10

Consider the following program with two compilation units.


// a.hpp

class A {
  static const char * get() { return "foo"; }
};

void f();

// a.cpp

#include "a.hpp"
#include <iostream>

void f() {
  std::cout << A::get() << std::endl;
}

// main.cpp

#include "a.hpp"
#include <iostream>

void g() {
  std::cout << A::get() << std::endl;
}

int main() {
  f();
  g();
}

It is quite common to need to create global string constants for some reason or other. Doing this in the totally naive way causes linker problems. Usually, people put a declaration in the header and a definition in a single compilation unit, or use macros.

I had been under the impression that this way of doing it (shown above) with a function was "okay", because it is an inline function and the linker eliminates any duplicate copies that are produced, and programs written using this pattern seem to work fine. However, now I have my doubts about whether it's actually legitimate.

The function A::get is odr-used in two different translation units, but it is implicitly inline since it is a class member.

In [basic.def.odr.6] it states:

There can be more than one definition of a ... inline function with external linkage (7.1.2)... in a program provided that each definition appears in a different translation unit, and provided the definitions satisfy the following requirements. Given such an entity named D defined in more than one translation unit, then
- each definition of D shall consist of the same sequence of tokens; and
- in each definition of D, corresponding names, looked up according to 3.4, shall refer to an entity defined within the definition of D, or shall refer to the same entity, after overload resolution (13.3) and after matching of partial template specialization (14.8.3), except that a name can refer to a non-volatile const object with internal or no linkage if the object has the same literal type in all definitions of D, and the object is initialized with a constant expression (5.19), and the object is not odr-used, and the object has the same value in all definitions of D; and
- in each definition of D, corresponding entities shall have the same language linkage; and
- ... (more conditions that don't seem relevant)

If the definitions of D satisfy all these requirements, then the program shall behave as if there were a single definition of D. If the definitions of D do not satisfy these requirements, then the behavior is undefined.

In my example program, the two definitions (one in each translation unit) each correspond to the same sequence of tokens. (This is why I originally thought it was okay.)

However, it's not clear that the second condition is satisfied. Because, the name "foo" might not correspond to the same object in the two compilation units -- it's potentially a "different" string literal in each, no?

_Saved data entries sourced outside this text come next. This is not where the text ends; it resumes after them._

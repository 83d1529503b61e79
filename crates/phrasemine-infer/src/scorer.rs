//! Candidate scoring: the embed-and-score capability behind keyphrase extraction.
//!
//! For each document the scorer generates candidate phrases, embeds the
//! document and every candidate, and keeps the `nr_candidates` phrases most
//! similar to the document. Embeddings travel with the candidates so the
//! diversification step can compare phrases with each other.

use std::collections::HashMap;
use std::sync::Arc;

use ndarray::Array1;
use tracing::debug;

use crate::candidates::CandidateGenerator;
use crate::embedder::{cosine, EmbedderBackend};
use phrasemine_core::{Error, PipelineConfig, Result};

/// One candidate phrase with its relevance to the source document.
#[derive(Debug, Clone)]
pub struct ScoredCandidate {
    pub phrase: String,
    /// Cosine similarity to the document embedding.
    pub relevance: f32,
    pub embedding: Array1<f32>,
}

/// Scores candidate phrases for a batch of documents.
///
/// Returns one candidate list per input document, each sorted by descending
/// relevance (ties keep generation order). Documents without candidates get
/// an empty list. `Error::EmptyVocabulary` means the whole batch produced no
/// candidate at all.
pub trait CandidateScorer: Send + Sync {
    fn score_batch(&self, docs: &[&str]) -> Result<Vec<Vec<ScoredCandidate>>>;
}

/// `CandidateScorer` built on an `EmbedderBackend`.
pub struct EmbeddingScorer {
    embedder: Arc<dyn EmbedderBackend>,
    generator: CandidateGenerator,
    nr_candidates: usize,
}

impl EmbeddingScorer {
    pub fn new(embedder: Arc<dyn EmbedderBackend>, config: &PipelineConfig) -> Self {
        Self {
            embedder,
            generator: CandidateGenerator::new(config.ngram_range),
            nr_candidates: config.nr_candidates,
        }
    }
}

impl CandidateScorer for EmbeddingScorer {
    fn score_batch(&self, docs: &[&str]) -> Result<Vec<Vec<ScoredCandidate>>> {
        let per_doc: Vec<Vec<String>> = docs.iter().map(|d| self.generator.candidates(d)).collect();

        // Embed every distinct phrase in the batch once.
        let mut vocab: Vec<&str> = Vec::new();
        let mut vocab_index: HashMap<&str, usize> = HashMap::new();
        for phrase in per_doc.iter().flatten() {
            if !vocab_index.contains_key(phrase.as_str()) {
                vocab_index.insert(phrase.as_str(), vocab.len());
                vocab.push(phrase.as_str());
            }
        }
        if vocab.is_empty() {
            return Err(Error::EmptyVocabulary);
        }

        let phrase_embeddings = self.embedder.embed_batch(&vocab)?;
        if phrase_embeddings.len() != vocab.len() {
            return Err(Error::Inference(format!(
                "{} returned {} embeddings for {} phrases",
                self.embedder.name(),
                phrase_embeddings.len(),
                vocab.len()
            )));
        }

        let with_text: Vec<usize> = (0..docs.len()).filter(|&i| !per_doc[i].is_empty()).collect();
        let texts: Vec<&str> = with_text.iter().map(|&i| docs[i]).collect();
        let doc_embeddings = self.embedder.embed_batch(&texts)?;
        if doc_embeddings.len() != texts.len() {
            return Err(Error::Inference(format!(
                "{} returned {} embeddings for {} documents",
                self.embedder.name(),
                doc_embeddings.len(),
                texts.len()
            )));
        }

        let mut out: Vec<Vec<ScoredCandidate>> = vec![Vec::new(); docs.len()];
        for (&i, doc_embedding) in with_text.iter().zip(doc_embeddings.iter()) {
            let mut scored: Vec<ScoredCandidate> = per_doc[i]
                .iter()
                .map(|phrase| {
                    let embedding = phrase_embeddings[vocab_index[phrase.as_str()]].clone();
                    ScoredCandidate {
                        phrase: phrase.clone(),
                        relevance: cosine(doc_embedding, &embedding),
                        embedding,
                    }
                })
                .collect();
            scored.sort_by(|a, b| b.relevance.total_cmp(&a.relevance));
            scored.truncate(self.nr_candidates);
            out[i] = scored;
        }

        debug!(
            "Scored {} documents ({} distinct phrases) with {}",
            docs.len(),
            vocab.len(),
            self.embedder.name()
        );
        Ok(out)
    }
}

#[cfg(test)]
mod tests {
    use super::*;
    use crate::hashing::HashingEmbedder;
    use std::sync::atomic::{AtomicUsize, Ordering};

    fn scorer(nr_candidates: usize) -> EmbeddingScorer {
        let config = PipelineConfig {
            nr_candidates,
            top_n: nr_candidates.min(5),
            ..Default::default()
        };
        EmbeddingScorer::new(Arc::new(HashingEmbedder::new(256)), &config)
    }

    #[test]
    fn test_empty_document_gets_empty_list() {
        let out = scorer(10)
            .score_batch(&["battery charging circuit", ""])
            .unwrap();
        assert_eq!(out.len(), 2);
        assert!(!out[0].is_empty());
        assert!(out[1].is_empty());
    }

    #[test]
    fn test_sorted_and_bounded_by_pool_size() {
        let out = scorer(3)
            .score_batch(&["lithium battery charging circuit with thermal sensor"])
            .unwrap();
        assert_eq!(out[0].len(), 3);
        assert!(out[0].windows(2).all(|w| w[0].relevance >= w[1].relevance));
    }

    #[test]
    fn test_batch_without_vocabulary_is_error() {
        let err = scorer(5).score_batch(&["", "the of and"]).unwrap_err();
        assert!(matches!(err, Error::EmptyVocabulary));
    }

    /// Answers the first batch (phrases) in full and every later one short.
    struct ShortDocBatches {
        inner: HashingEmbedder,
        batches: AtomicUsize,
    }

    impl EmbedderBackend for ShortDocBatches {
        fn embed(&self, text: &str) -> Result<Array1<f32>> {
            self.inner.embed(text)
        }
        fn embed_batch(&self, texts: &[&str]) -> Result<Vec<Array1<f32>>> {
            let mut out = self.inner.embed_batch(texts)?;
            if self.batches.fetch_add(1, Ordering::SeqCst) > 0 {
                out.pop();
            }
            Ok(out)
        }
        fn dimension(&self) -> usize {
            self.inner.dimension()
        }
        fn name(&self) -> &str {
            "short-docs"
        }
    }

    #[test]
    fn test_short_document_embeddings_are_inference_error() {
        let embedder = ShortDocBatches {
            inner: HashingEmbedder::new(64),
            batches: AtomicUsize::new(0),
        };
        let scorer = EmbeddingScorer::new(Arc::new(embedder), &PipelineConfig::default());
        let err = scorer
            .score_batch(&["battery charging circuit", "thermal sensor array"])
            .unwrap_err();
        assert!(matches!(err, Error::Inference(_)), "got {:?}", err);
    }
}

I tried changing the program:

  static const void * get() { return static_cast<const void*>("foo"); }

so that it prints the address of the string literal, and I get the same address, however I'm not sure if that's guaranteed to happen.

Does it fall under "... shall refer to an entity defined within the definition of D"? Is "foo" considered to be defined within A::get here? It might seem so, but as I understand informally, string literals ultimately cause the compiler to emit some sort of global const char[] which lives in a special segment of the executable. Is that "entity" considered to be within A::get or is that not relevant?

Is "foo" even considered a "name", or does the term "name" refer only a valid C++ "identifier", like could be used for a variable or function ? On the one hand it says:

[basic][3.4]
A name is a use of an identifier (2.11), operator-function-id (13.5), literal-operator-id (13.5.8), conversion- function-id (12.3.2), or template-id (14.2) that denotes an entity or label (6.6.4, 6.1).

and an identifier is

[lex.name][2.11]
An identifier is an arbitrarily long sequence of letters and digits.

so it seems like a string literal is not a name.

On the other hand in section 5

[expr.prim.general][5.1.1.1]
A string literal is an lvalue; all other literals are prvalues.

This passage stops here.